Effects of Immune Cell Activity On Growth Control: New Insights Gained
The complex process that continues to intrigue and challenge scientists is the regulation of growth in animals. Powerful biological systems have been developed in laboratories worldwide in order to de-construct the many elements that control growth.
Modulating cellular and molecular components at different stages of development and tracking the impact of these, from the earliest stages of formation to an adult, must be possible in the systems of choice.
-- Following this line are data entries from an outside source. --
pub mod artifact_store;

pub use artifact_store::ArtifactStore;
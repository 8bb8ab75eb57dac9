//! Gradient-boosted decision trees for binary classification.
//!
//! Each round fits one regression tree to the gradient and hessian of the
//! logistic loss at the current margins, using exact greedy split search and
//! Newton leaf weights (`-G / (H + lambda)`, scaled by the learning rate).
//!
//! Inputs are `f32`, like the tensor the exported model receives. Every split
//! threshold is a value seen in training and routing is `x < threshold` goes
//! left, so scoring a row here and through the exported graph takes the same
//! path through every tree.

use crate::domain::errors::TrainingError;

/// Minimum loss reduction for a split to be kept.
const MIN_SPLIT_GAIN: f64 = 1e-6;

#[derive(Debug, Clone, Copy, PartialEq)]
pub struct BoostingParams {
    pub n_estimators: usize,
    pub max_depth: usize,
    pub learning_rate: f64,
    /// L2 regularization on leaf weights
    pub lambda: f64,
    /// Minimum gain required on top of `MIN_SPLIT_GAIN`
    pub gamma: f64,
    /// Minimum hessian sum per child
    pub min_child_weight: f64,
    /// Initial probability for every row
    pub base_score: f64,
}

impl Default for BoostingParams {
    fn default() -> Self {
        Self {
            n_estimators: 100,
            max_depth: 5,
            learning_rate: 0.1,
            lambda: 1.0,
            gamma: 0.0,
            min_child_weight: 1.0,
            base_score: 0.5,
        }
    }
}

#[derive(Debug, Clone, PartialEq)]
pub enum TreeNode {
    Split {
        feature: usize,
        threshold: f32,
        left: usize,
        right: usize,
    },
    Leaf {
        weight: f64,
    },
}

/// A fitted tree; `nodes[0]` is the root.
#[derive(Debug, Clone, PartialEq)]
pub struct RegressionTree {
    nodes: Vec<TreeNode>,
}

impl RegressionTree {
    pub fn nodes(&self) -> &[TreeNode] {
        &self.nodes
    }

    pub fn leaf_count(&self) -> usize {
        self.nodes
            .iter()
            .filter(|n| matches!(n, TreeNode::Leaf { .. }))
            .count()
    }

    pub fn predict(&self, row: &[f32]) -> f64 {
        let mut idx = 0;
        loop {
            match &self.nodes[idx] {
                TreeNode::Leaf { weight } => return *weight,
                TreeNode::Split {
                    feature,
                    threshold,
                    left,
                    right,
                } => {
                    idx = if row[*feature] < *threshold {
                        *left
                    } else {
                        *right
                    };
                }
            }
        }
    }
}

#[derive(Debug, Clone, PartialEq)]
pub struct GradientBoostedClassifier {
    params: BoostingParams,
    n_features: usize,
    base_margin: f64,
    trees: Vec<RegressionTree>,
}

pub fn sigmoid(margin: f64) -> f64 {
    1.0 / (1.0 + (-margin).exp())
}

fn logit(p: f64) -> f64 {
    let p = p.clamp(1e-12, 1.0 - 1e-12);
    (p / (1.0 - p)).ln()
}

impl GradientBoostedClassifier {
    /// Fits the ensemble on `x` (rows of equal width) against 0/1 labels.
    pub fn fit(x: &[Vec<f32>], y: &[u8], params: BoostingParams) -> Result<Self, TrainingError> {
        if x.is_empty() {
            return Err(TrainingError::InsufficientSamples { samples: 0 });
        }
        if x.len() != y.len() {
            return Err(TrainingError::LabelCount {
                rows: x.len(),
                labels: y.len(),
            });
        }
        let n_features = x[0].len();
        if let Some(bad) = x.iter().find(|row| row.len() != n_features) {
            return Err(TrainingError::FeatureWidth {
                expected: n_features,
                actual: bad.len(),
            });
        }

        let base_margin = logit(params.base_score);
        let targets: Vec<f64> = y.iter().map(|&l| if l == 1 { 1.0 } else { 0.0 }).collect();
        let mut margins = vec![base_margin; x.len()];
        let mut grad = vec![0.0; x.len()];
        let mut hess = vec![0.0; x.len()];
        let all_rows: Vec<usize> = (0..x.len()).collect();
        let mut trees = Vec::with_capacity(params.n_estimators);

        for _ in 0..params.n_estimators {
            for i in 0..x.len() {
                let p = sigmoid(margins[i]);
                grad[i] = p - targets[i];
                hess[i] = (p * (1.0 - p)).max(1e-16);
            }

            let mut builder = TreeBuilder {
                x,
                grad: &grad,
                hess: &hess,
                params: &params,
                n_features,
                nodes: Vec::new(),
            };
            builder.grow(&all_rows, 0);
            let tree = RegressionTree {
                nodes: builder.nodes,
            };

            for (margin, row) in margins.iter_mut().zip(x.iter()) {
                *margin += tree.predict(row);
            }
            trees.push(tree);
        }

        Ok(Self {
            params,
            n_features,
            base_margin,
            trees,
        })
    }

    pub fn params(&self) -> &BoostingParams {
        &self.params
    }

    pub fn n_features(&self) -> usize {
        self.n_features
    }

    pub fn base_margin(&self) -> f64 {
        self.base_margin
    }

    pub fn trees(&self) -> &[RegressionTree] {
        &self.trees
    }

    pub fn predict_margin(&self, row: &[f32]) -> f64 {
        self.base_margin + self.trees.iter().map(|t| t.predict(row)).sum::<f64>()
    }

    /// Probability of the positive class.
    pub fn predict_proba(&self, row: &[f32]) -> f64 {
        sigmoid(self.predict_margin(row))
    }

    pub fn predict(&self, x: &[Vec<f32>]) -> Vec<u8> {
        x.iter()
            .map(|row| u8::from(self.predict_proba(row) > 0.5))
            .collect()
    }
}

struct TreeBuilder<'a> {
    x: &'a [Vec<f32>],
    grad: &'a [f64],
    hess: &'a [f64],
    params: &'a BoostingParams,
    n_features: usize,
    nodes: Vec<TreeNode>,
}

struct SplitCandidate {
    gain: f64,
    feature: usize,
    threshold: f32,
}

impl TreeBuilder<'_> {
    fn score(&self, g: f64, h: f64) -> f64 {
        g * g / (h + self.params.lambda)
    }

    fn leaf_weight(&self, g: f64, h: f64) -> f64 {
        -g / (h + self.params.lambda) * self.params.learning_rate
    }

    /// Grows the subtree for `rows` and returns its node index.
    fn grow(&mut self, rows: &[usize], depth: usize) -> usize {
        let g: f64 = rows.iter().map(|&r| self.grad[r]).sum();
        let h: f64 = rows.iter().map(|&r| self.hess[r]).sum();

        let id = self.nodes.len();
        self.nodes.push(TreeNode::Leaf {
            weight: self.leaf_weight(g, h),
        });

        if depth >= self.params.max_depth || rows.len() < 2 {
            return id;
        }

        if let Some(split) = self.best_split(rows, g, h) {
            let (left_rows, right_rows): (Vec<usize>, Vec<usize>) = rows
                .iter()
                .partition(|&&r| self.x[r][split.feature] < split.threshold);
            let left = self.grow(&left_rows, depth + 1);
            let right = self.grow(&right_rows, depth + 1);
            self.nodes[id] = TreeNode::Split {
                feature: split.feature,
                threshold: split.threshold,
                left,
                right,
            };
        }
        id
    }

    fn best_split(&self, rows: &[usize], g: f64, h: f64) -> Option<SplitCandidate> {
        let parent = self.score(g, h);
        let min_child = self.params.min_child_weight;
        let mut best: Option<SplitCandidate> = None;
        let mut order = rows.to_vec();

        for feature in 0..self.n_features {
            order.sort_by(|a, b| self.x[*a][feature].total_cmp(&self.x[*b][feature]));

            let (mut gl, mut hl) = (0.0, 0.0);
            for pair in order.windows(2) {
                let (r, next) = (pair[0], pair[1]);
                gl += self.grad[r];
                hl += self.hess[r];

                let current = self.x[r][feature];
                let threshold = self.x[next][feature];
                // Equal values must land on the same side
                if threshold <= current {
                    continue;
                }

                let (gr, hr) = (g - gl, h - hl);
                if hl < min_child || hr < min_child {
                    continue;
                }

                let gain = 0.5 * (self.score(gl, hl) + self.score(gr, hr) - parent)
                    - self.params.gamma;
                if gain > MIN_SPLIT_GAIN && best.as_ref().is_none_or(|b| gain > b.gain) {
                    best = Some(SplitCandidate {
                        gain,
                        feature,
                        threshold,
                    });
                }
            }
        }
        best
    }
}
In this context, the fruit fly Drosophila melanogaster has been an invaluable resource, which has provided many key insights into the controlling element of organismal growth and organ size.
At the Department of Biotechnology’s Institute for Stem Cell Science & Regenerative Medicine (DBT-inStem), Bengaluru, Tina Mukherjee, and her group at the Metabolism and Development (MAD) Laboratory explored whether the growth of a whole organism is influenced by changes in immune status or function. To meet the requirements of an immune response to combat infection, the immune activity has a high energy demand and can force a systemic redirect of energy utilization from less essential needs.
Drosophila with a toolbox of genetic tricks that allow manipulations of immune status early in development (in larval life) and follow the consequences of these on growth in adult flies is made use of at the Metabolism and Development Laboratory at DBT-inStem. Drosophila’s blood cells function like myeloid cells in mammals and are important for stress responses, tissue integrity, tissue integrity, wound healing, and innate immunity. Similar processes and molecular strategies as exhibited in blood development in humans are employed in their development.
Intriguingly, Drosophila larvae deprived of blood cells display signs of insulin insensitivity and grow into small-sized adults. Evidence of growth retardation was seen in the animals with reduced blood cells, established in an assay where following exposure to a diet with excessive sugars. The group also examined if there was an opposite effect if the number and activity of cells in the immune system of Drosophila are increased.
It was observed that the growth outcomes were influenced, but with some key differences, when the number and activity of hemocytes – the blood cell type that was of interest were increased. The pattern of growth was not changed in any way with increased immune activity early in development, but throughout the larval development of the animals with this experience could withstand the detrimental effects of excessive sugar dietary stress as adults.
Overall, an intriguing insight into the nuanced effects of immune cell activity on growth control is provided in the study, published in Frontiers in Immunology. While showing that immune cells balance inflammation and insulin signaling was the main focus, new avenues of investigation on how immune function during development can impact the long-term growth of an animal are opened up by this work. Exciting directions arising from this work are knowing if the immune function growth control axis also functions in humans and other mammals.